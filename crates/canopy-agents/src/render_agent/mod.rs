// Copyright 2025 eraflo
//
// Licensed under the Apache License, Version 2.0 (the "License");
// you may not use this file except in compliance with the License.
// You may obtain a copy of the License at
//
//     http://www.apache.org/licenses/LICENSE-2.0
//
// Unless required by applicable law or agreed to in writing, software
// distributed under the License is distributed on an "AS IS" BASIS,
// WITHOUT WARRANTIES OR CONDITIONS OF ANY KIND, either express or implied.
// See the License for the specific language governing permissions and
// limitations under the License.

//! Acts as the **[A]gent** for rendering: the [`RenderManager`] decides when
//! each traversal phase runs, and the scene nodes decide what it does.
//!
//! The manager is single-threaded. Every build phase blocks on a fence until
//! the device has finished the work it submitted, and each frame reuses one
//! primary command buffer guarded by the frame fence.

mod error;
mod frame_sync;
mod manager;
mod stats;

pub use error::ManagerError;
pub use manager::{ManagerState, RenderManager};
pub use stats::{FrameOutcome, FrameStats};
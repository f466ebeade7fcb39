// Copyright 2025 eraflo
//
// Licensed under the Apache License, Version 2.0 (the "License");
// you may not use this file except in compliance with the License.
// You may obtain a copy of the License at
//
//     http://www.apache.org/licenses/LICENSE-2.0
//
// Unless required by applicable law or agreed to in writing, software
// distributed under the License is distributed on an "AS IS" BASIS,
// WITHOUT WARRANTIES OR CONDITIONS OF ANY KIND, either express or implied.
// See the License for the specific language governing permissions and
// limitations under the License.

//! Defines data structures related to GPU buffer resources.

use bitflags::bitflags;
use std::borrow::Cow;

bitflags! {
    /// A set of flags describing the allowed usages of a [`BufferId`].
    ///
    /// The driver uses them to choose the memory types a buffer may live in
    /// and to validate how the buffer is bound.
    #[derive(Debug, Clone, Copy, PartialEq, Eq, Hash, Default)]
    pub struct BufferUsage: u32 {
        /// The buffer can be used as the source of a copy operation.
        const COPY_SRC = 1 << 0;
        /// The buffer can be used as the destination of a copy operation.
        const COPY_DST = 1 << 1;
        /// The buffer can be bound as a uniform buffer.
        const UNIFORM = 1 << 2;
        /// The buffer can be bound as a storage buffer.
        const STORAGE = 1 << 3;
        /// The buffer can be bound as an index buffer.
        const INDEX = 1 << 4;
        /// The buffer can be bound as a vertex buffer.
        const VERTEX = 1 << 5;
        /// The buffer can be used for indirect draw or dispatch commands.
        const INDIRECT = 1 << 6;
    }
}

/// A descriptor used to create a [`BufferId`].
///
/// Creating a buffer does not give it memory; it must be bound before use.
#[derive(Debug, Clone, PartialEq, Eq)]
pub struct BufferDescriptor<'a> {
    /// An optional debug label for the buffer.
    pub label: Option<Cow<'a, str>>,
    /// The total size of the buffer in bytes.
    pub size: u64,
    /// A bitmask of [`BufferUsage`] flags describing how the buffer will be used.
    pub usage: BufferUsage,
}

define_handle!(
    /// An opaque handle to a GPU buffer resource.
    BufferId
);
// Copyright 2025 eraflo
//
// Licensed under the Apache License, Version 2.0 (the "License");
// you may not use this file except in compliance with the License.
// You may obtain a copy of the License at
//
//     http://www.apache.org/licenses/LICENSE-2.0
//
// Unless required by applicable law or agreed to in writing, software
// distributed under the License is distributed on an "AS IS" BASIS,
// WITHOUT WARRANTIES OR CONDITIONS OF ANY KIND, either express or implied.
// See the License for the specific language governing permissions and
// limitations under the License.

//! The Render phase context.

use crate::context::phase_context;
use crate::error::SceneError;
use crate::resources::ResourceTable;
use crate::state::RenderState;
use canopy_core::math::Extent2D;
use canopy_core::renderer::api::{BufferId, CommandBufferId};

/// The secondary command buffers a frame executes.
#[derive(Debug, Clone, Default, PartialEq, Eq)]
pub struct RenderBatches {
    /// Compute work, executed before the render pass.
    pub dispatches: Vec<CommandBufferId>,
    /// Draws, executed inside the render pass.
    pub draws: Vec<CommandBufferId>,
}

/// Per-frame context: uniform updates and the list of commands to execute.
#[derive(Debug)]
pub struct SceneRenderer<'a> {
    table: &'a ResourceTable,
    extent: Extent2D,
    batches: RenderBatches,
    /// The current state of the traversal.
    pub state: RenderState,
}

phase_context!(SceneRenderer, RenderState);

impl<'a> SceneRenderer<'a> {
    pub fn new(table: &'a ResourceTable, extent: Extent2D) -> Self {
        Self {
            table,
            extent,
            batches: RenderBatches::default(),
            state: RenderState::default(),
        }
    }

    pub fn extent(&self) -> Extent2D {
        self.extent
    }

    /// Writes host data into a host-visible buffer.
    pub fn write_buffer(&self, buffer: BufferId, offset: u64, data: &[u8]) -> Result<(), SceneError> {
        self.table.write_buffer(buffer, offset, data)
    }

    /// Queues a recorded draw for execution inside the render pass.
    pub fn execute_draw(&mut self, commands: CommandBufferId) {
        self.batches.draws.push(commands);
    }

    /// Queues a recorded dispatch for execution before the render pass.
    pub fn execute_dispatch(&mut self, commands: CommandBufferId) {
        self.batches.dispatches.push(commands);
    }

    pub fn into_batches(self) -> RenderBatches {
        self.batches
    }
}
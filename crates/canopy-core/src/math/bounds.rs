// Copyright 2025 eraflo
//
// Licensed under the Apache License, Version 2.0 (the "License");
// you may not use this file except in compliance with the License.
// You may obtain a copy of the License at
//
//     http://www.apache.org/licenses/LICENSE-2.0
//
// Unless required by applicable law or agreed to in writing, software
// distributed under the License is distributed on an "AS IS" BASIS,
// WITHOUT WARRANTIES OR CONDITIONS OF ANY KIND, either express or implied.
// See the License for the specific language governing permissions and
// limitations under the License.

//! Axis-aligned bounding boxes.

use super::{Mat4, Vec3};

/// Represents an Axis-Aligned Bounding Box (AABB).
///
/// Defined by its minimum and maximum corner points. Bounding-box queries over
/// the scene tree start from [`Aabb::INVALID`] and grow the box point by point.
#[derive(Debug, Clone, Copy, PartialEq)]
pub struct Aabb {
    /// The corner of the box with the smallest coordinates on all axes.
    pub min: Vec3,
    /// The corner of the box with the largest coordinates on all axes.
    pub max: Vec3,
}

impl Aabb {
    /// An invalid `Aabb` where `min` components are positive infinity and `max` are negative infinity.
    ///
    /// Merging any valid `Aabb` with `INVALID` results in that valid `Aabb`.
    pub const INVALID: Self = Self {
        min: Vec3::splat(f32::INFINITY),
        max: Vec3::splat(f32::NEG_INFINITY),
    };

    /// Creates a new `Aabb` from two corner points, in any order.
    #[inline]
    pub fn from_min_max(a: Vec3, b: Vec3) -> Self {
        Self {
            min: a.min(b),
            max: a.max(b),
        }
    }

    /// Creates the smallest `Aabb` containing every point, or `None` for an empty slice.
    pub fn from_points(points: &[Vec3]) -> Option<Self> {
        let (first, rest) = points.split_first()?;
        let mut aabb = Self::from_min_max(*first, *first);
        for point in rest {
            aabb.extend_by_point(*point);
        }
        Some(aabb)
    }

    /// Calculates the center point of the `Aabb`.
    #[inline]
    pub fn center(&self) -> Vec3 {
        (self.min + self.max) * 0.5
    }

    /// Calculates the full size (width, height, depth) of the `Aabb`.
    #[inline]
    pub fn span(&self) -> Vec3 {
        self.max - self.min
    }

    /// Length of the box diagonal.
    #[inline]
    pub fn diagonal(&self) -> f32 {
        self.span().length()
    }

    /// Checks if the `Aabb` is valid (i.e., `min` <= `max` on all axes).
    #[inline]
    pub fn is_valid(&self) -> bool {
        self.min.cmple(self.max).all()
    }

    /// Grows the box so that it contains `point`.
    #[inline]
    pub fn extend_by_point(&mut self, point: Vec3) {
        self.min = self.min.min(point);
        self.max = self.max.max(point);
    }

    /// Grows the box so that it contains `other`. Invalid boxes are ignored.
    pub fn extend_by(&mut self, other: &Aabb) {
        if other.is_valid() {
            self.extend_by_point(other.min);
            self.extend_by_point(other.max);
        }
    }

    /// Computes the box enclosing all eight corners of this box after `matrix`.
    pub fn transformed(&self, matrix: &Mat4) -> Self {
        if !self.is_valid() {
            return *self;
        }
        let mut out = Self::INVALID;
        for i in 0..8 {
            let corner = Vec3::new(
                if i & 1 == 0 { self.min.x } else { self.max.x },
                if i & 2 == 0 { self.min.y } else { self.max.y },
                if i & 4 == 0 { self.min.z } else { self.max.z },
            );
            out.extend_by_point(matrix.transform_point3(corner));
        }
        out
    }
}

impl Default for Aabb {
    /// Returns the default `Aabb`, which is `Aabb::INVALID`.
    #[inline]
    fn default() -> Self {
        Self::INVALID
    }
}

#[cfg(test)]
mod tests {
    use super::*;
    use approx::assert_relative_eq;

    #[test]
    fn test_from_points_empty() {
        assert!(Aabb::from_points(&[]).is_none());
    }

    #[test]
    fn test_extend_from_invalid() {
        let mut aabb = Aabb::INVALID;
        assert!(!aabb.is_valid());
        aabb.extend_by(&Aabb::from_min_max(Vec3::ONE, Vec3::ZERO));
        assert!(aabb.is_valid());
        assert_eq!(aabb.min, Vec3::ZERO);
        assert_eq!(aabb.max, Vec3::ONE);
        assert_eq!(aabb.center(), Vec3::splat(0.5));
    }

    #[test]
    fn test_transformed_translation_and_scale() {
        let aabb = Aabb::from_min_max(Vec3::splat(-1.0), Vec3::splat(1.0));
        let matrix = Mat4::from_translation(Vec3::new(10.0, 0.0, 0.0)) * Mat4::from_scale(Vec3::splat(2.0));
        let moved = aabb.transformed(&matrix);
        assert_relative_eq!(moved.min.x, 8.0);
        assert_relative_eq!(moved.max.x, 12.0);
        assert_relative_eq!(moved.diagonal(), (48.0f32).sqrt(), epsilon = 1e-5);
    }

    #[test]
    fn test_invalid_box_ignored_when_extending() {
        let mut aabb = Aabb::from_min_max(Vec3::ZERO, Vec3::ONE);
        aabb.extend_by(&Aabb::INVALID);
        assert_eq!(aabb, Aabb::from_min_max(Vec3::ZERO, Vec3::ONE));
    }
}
□ □ □ □ □ □ □
BRIEF:
Return exactly, please, the lines of the material from the first one down to and including the line where "may live in" appears.

WRITTEN SOLUTION:
filename crates/canopy-agents/src/render_agent/mod.rs
// Copyright 2025 eraflo
//
// Licensed under the Apache License, Version 2.0 (the "License");
// you may not use this file except in compliance with the License.
// You may obtain a copy of the License at
//
//     http://www.apache.org/licenses/LICENSE-2.0
//
// Unless required by applicable law or agreed to in writing, software
// distributed under the License is distributed on an "AS IS" BASIS,
// WITHOUT WARRANTIES OR CONDITIONS OF ANY KIND, either express or implied.
// See the License for the specific language governing permissions and
// limitations under the License.

//! Acts as the **[A]gent** for rendering: the [`RenderManager`] decides when
//! each traversal phase runs, and the scene nodes decide what it does.
//!
//! The manager is single-threaded. Every build phase blocks on a fence until
//! the device has finished the work it submitted, and each frame reuses one
//! primary command buffer guarded by the frame fence.

mod error;
mod frame_sync;
mod manager;
mod stats;

pub use error::ManagerError;
pub use manager::{ManagerState, RenderManager};
pub use stats::{FrameOutcome, FrameStats};
repository f466ebeade7fcb39
// Copyright 2025 eraflo
//
// Licensed under the Apache License, Version 2.0 (the "License");
// you may not use this file except in compliance with the License.
// You may obtain a copy of the License at
//
//     http://www.apache.org/licenses/LICENSE-2.0
//
// Unless required by applicable law or agreed to in writing, software
// distributed under the License is distributed on an "AS IS" BASIS,
// WITHOUT WARRANTIES OR CONDITIONS OF ANY KIND, either express or implied.
// See the License for the specific language governing permissions and
// limitations under the License.

//! Defines data structures related to GPU buffer resources.

use bitflags::bitflags;
use std::borrow::Cow;

bitflags! {
    /// A set of flags describing the allowed usages of a [`BufferId`].
    ///
    /// The driver uses them to choose the memory types a buffer may live in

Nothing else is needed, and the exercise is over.